NSAID (Non-steriodal Anti-Inflamatory) drugs work by inhibiting the production of prostaglandin which is a key fuel for pain receptors. Prostaglandins works locally rather than systemically like a hormone, and they do different things in different parts of your body at different times. So it may be a pain and inflammation mediator at your knee, and it may be regulating platelet aggregation or reducing stomach acid someplace else. If you take a drug to inhibit prostaglandins all over your body, you could get several unintended side effects. 

The most common side effects seen from long term NSAID use are gastrointestinal and renal. These drugs are mostly cleared by the kidneys and prostaglandins have a role to play in kidney function. In fact we often check the kidney function tests of patients BEFORE we give Toradol in the hospital. You shouldn't give it to patients with fluid imbalances, congestive heart failure or impaired kidney function. 

Except for Aspirin, NSAIDs increase your risk for heart attack and stroke. This is because they increase platelet aggregation, making it more likely for you to form a clot. Aspirin, on the other hand, decreases platelet aggregation and thus protects us from heart attack and stroke. 

Do NSAIDs cause heart attacks? Here's what  has to say:

"So far, there is no evidence that any of the NSAIDs causeheart attacks in otherwise normal hearts. More likely, these drugs act by increasing the stickiness of platelets, so that in patients who have pre-existing coronary artery plaques that rupture, the platelets are somewhat more likely to occlude the artery in patients on NSAIDs than in patients not on NSAIDS. However, in patients who have plaques waiting to rupture, a heart attack is reasonably likely whether they are taking NSAIDs or not. Statistically, the risk is somewhat increased on NSAIDs. We must remember, however, that fundamentally the risk of heart attack is determined by the sum of many things - age, weight, exercise levels, blood pressure, lipid levels, diabetes, and smoking. The use of NSAIDs, apparently, tweaks that risk somewhat."

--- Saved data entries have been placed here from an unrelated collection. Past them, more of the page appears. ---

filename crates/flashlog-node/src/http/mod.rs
pub mod common;

pub use common::*;
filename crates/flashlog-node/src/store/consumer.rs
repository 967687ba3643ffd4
//! Store-side consumer: moves flushed ingest segments into the store tier.
//!
//! One attempt gathers leases from the ingest peers, merges their bodies by
//! record id into a single store segment, and replicates it to
//! `replication_factor` distinct store peers. Leases are committed only when
//! every target acknowledged; any failure releases them all so the segments
//! stay retryable as a whole.

use std::collections::HashSet;
use std::sync::Arc;
use std::time::{Duration, Instant};

use axum::body::Bytes;
use flashlog::merge::merge_bodies;
use flashlog::record::parse_records;
use flashlog::{Lease, NodeStats, Shutdown, StoreSegmentId};
use flashlog_cluster::{MembershipView, Peer, Role};
use futures_util::future::join_all;
use log::{debug, info, warn};
use rand::seq::SliceRandom;

use crate::error::NodeError;
use crate::transport::PeerTransport;

#[derive(Debug, Clone, Copy)]
pub struct ConsumerConfig {
    pub target_size: u64,
    pub target_age: Duration,
    pub replication_factor: usize,
    pub idle_backoff: Duration,
}

#[derive(Debug, Clone, PartialEq)]
pub enum ConsumeOutcome {
    /// Nothing was claimable.
    Idle,
    Replicated {
        segment_id: StoreSegmentId,
        segments: usize,
        size: u64,
    },
    /// The attempt failed; every lease was released.
    Abandoned { reason: String },
}

struct Claimed {
    ingest: String,
    lease: Lease,
    body: Bytes,
}

pub struct Consumer {
    worker: usize,
    transport: Arc<dyn PeerTransport>,
    membership: Arc<dyn MembershipView>,
    stats: Arc<NodeStats>,
    config: ConsumerConfig,
    cursor: usize,
}

impl Consumer {
    pub fn new(
        worker: usize,
        transport: Arc<dyn PeerTransport>,
        membership: Arc<dyn MembershipView>,
        stats: Arc<NodeStats>,
        config: ConsumerConfig,
    ) -> Self {
        Self {
            worker,
            transport,
            membership,
            stats,
            config,
            cursor: worker,
        }
    }

    /// Loop until shutdown, backing off when there is nothing to consume.
    /// An attempt in flight is allowed to finish.
    pub async fn run(mut self, shutdown: Shutdown) -> Result<(), NodeError> {
        info!("Consumer {} started", self.worker);
        while !shutdown.is_cancelled() {
            let outcome = self.consume_once().await;
            let idle = match &outcome {
                ConsumeOutcome::Idle => true,
                ConsumeOutcome::Replicated {
                    segment_id,
                    segments,
                    size,
                } => {
                    info!(
                        "Consumer {} replicated {segment_id} ({segments} ingest segments, {size} bytes)",
                        self.worker
                    );
                    false
                }
                ConsumeOutcome::Abandoned { reason } => {
                    warn!("Consumer {} abandoned attempt: {reason}", self.worker);
                    true
                }
            };
            if idle {
                tokio::select! {
                    _ = shutdown.cancelled() => break,
                    _ = tokio::time::sleep(self.config.idle_backoff) => {}
                }
            }
        }
        info!("Consumer {} stopped", self.worker);
        Ok(())
    }

    /// One gather, merge, replicate and commit attempt.
    #[tracing::instrument(level = "debug", skip(self), fields(worker = self.worker))]
    pub async fn consume_once(&mut self) -> ConsumeOutcome {
        let sources = self.membership.peers_by_role(Role::Ingest);
        if sources.is_empty() {
            return ConsumeOutcome::Idle;
        }

        let claimed = self.gather(&sources).await;
        if claimed.is_empty() {
            return ConsumeOutcome::Idle;
        }

        let bodies: Vec<&[u8]> = claimed.iter().map(|c| c.body.as_ref()).collect();
        let merged = match merge_bodies(&bodies) {
            Ok(merged) => merged,
            Err(reason) => {
                self.release_all(&claimed).await;
                return ConsumeOutcome::Abandoned {
                    reason: format!("unreadable ingest segment: {reason}"),
                };
            }
        };
        let segment_id = match parse_records(&merged)
            .ok()
            .and_then(|records| StoreSegmentId::from_records(&records))
        {
            Some(id) => id,
            None => {
                // empty bodies hold nothing to replicate
                self.commit_all(&claimed).await;
                return ConsumeOutcome::Idle;
            }
        };

        let targets = self.choose_targets();
        if targets.len() < self.config.replication_factor {
            self.release_all(&claimed).await;
            return ConsumeOutcome::Abandoned {
                reason: format!(
                    "{} store peers available, replication factor is {}",
                    targets.len(),
                    self.config.replication_factor
                ),
            };
        }

        let size = merged.len() as u64;
        let body = Bytes::from(merged);
        if let Err(e) = self.replicate(segment_id, &body, &targets).await {
            self.release_all(&claimed).await;
            return ConsumeOutcome::Abandoned {
                reason: format!("replication of {segment_id} failed: {e}"),
            };
        }

        self.commit_all(&claimed).await;
        self.stats.segments_consumed(
            claimed.len() as u64,
            claimed.iter().map(|c| c.body.len() as u64).sum(),
        );
        ConsumeOutcome::Replicated {
            segment_id,
            segments: claimed.len(),
            size,
        }
    }

    /// Claim segments round-robin over the ingest peers until the target size
    /// or age is reached or a whole round finds nothing new.
    async fn gather(&mut self, sources: &[Peer]) -> Vec<Claimed> {
        let started = Instant::now();
        let mut claimed = Vec::new();
        let mut total = 0u64;
        let mut exhausted = HashSet::new();
        let start = self.cursor % sources.len();
        self.cursor = self.cursor.wrapping_add(1);

        'rounds: loop {
            let mut progressed = false;
            for step in 0..sources.len() {
                if total >= self.config.target_size || started.elapsed() >= self.config.target_age {
                    break 'rounds;
                }
                let index = (start + step) % sources.len();
                if exhausted.contains(&index) {
                    continue;
                }
                let ingest = &sources[index].api_addr;
                match self.claim_one(ingest).await {
                    Ok(Some(item)) => {
                        total += item.body.len() as u64;
                        claimed.push(item);
                        progressed = true;
                    }
                    Ok(None) => {
                        exhausted.insert(index);
                    }
                    Err(e) => {
                        debug!("Skipping ingest {ingest}: {e}");
                        exhausted.insert(index);
                    }
                }
            }
            if !progressed {
                break;
            }
        }
        claimed
    }

    async fn claim_one(&self, ingest: &str) -> Result<Option<Claimed>, NodeError> {
        let Some(lease) = self.transport.claim_next(ingest).await? else {
            return Ok(None);
        };
        match self.transport.read_lease(ingest, lease.lease_id).await {
            Ok(body) => Ok(Some(Claimed {
                ingest: ingest.to_string(),
                lease,
                body,
            })),
            Err(e) => {
                if let Err(release_err) = self.transport.release(ingest, lease.lease_id).await {
                    debug!("Release of {} on {ingest} failed: {release_err}", lease.lease_id);
                }
                Err(e)
            }
        }
    }

    fn choose_targets(&self) -> Vec<Peer> {
        let mut stores = self.membership.peers_by_role(Role::Store);
        stores.shuffle(&mut rand::thread_rng());
        stores.truncate(self.config.replication_factor);
        stores
    }

    async fn replicate(
        &self,
        segment_id: StoreSegmentId,
        body: &Bytes,
        targets: &[Peer],
    ) -> Result<(), NodeError> {
        let sends = targets.iter().map(|target| {
            self.transport
                .replicate(&target.api_addr, segment_id, body.clone())
        });
        let results = join_all(sends).await;

        let mut first_error = None;
        for (target, result) in targets.iter().zip(results) {
            match result {
                Ok(ack) => {
                    if !ack.duplicate {
                        self.stats.replica_sent(ack.size);
                    }
                }
                Err(e) => {
                    warn!("Replica of {segment_id} to {} failed: {e}", target.api_addr);
                    first_error.get_or_insert(e);
                }
            }
        }
        match first_error {
            Some(e) => Err(e),
            None => Ok(()),
        }
    }

    async fn commit_all(&self, claimed: &[Claimed]) {
        for item in claimed {
            match self.transport.commit(&item.ingest, item.lease.lease_id).await {
                Ok(_) => {}
                Err(e) if e.is_lease_expired() => warn!(
                    "Lease on {} expired before commit; the store keeps a duplicate",
                    item.lease.segment_id
                ),
                Err(e) => warn!(
                    "Commit of {} on {} failed: {e}",
                    item.lease.segment_id, item.ingest
                ),
            }
        }
    }

    async fn release_all(&self, claimed: &[Claimed]) {
        for item in claimed {
            if let Err(e) = self.transport.release(&item.ingest, item.lease.lease_id).await {
                debug!(
                    "Release of {} on {} failed, it will expire: {e}",
                    item.lease.segment_id, item.ingest
                );
            }
        }
    }
}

So, for the purposes of the lawsuit, this football player is alleging that he was perfectly healthy before he gets a shot of Toradol, then has a heart attack. That's going to be hard to prove in court. On the other hand, he may be able to prove that the team doc was using it without taking into consideration - or explaining - the potential risks of the drug. 

Moreover, prior risk factors for heart disease is something this person may or may not have been screened for. At this level of athletics, team doctors may be doing all sorts of baseline medical screening -- or they may just be doping the kids up assuming that they are perfect pictures of health when they walk through the door. 

If a healthy looking 20 year old came through with a kidney stone, I wouldn't hesitated to tell the doctor that he needs a little Toradol to make him feel better. That said, I've me some healthly looking 20 year olds with all sorts of medical history that was not obvious at first glance. 

Finally, I'd like to know is how often players were getting injected, and whether they were popping Advil on the side. 

Meanwhile, when you come in with your kidney stone, I'll be sure to have the Toradol ready.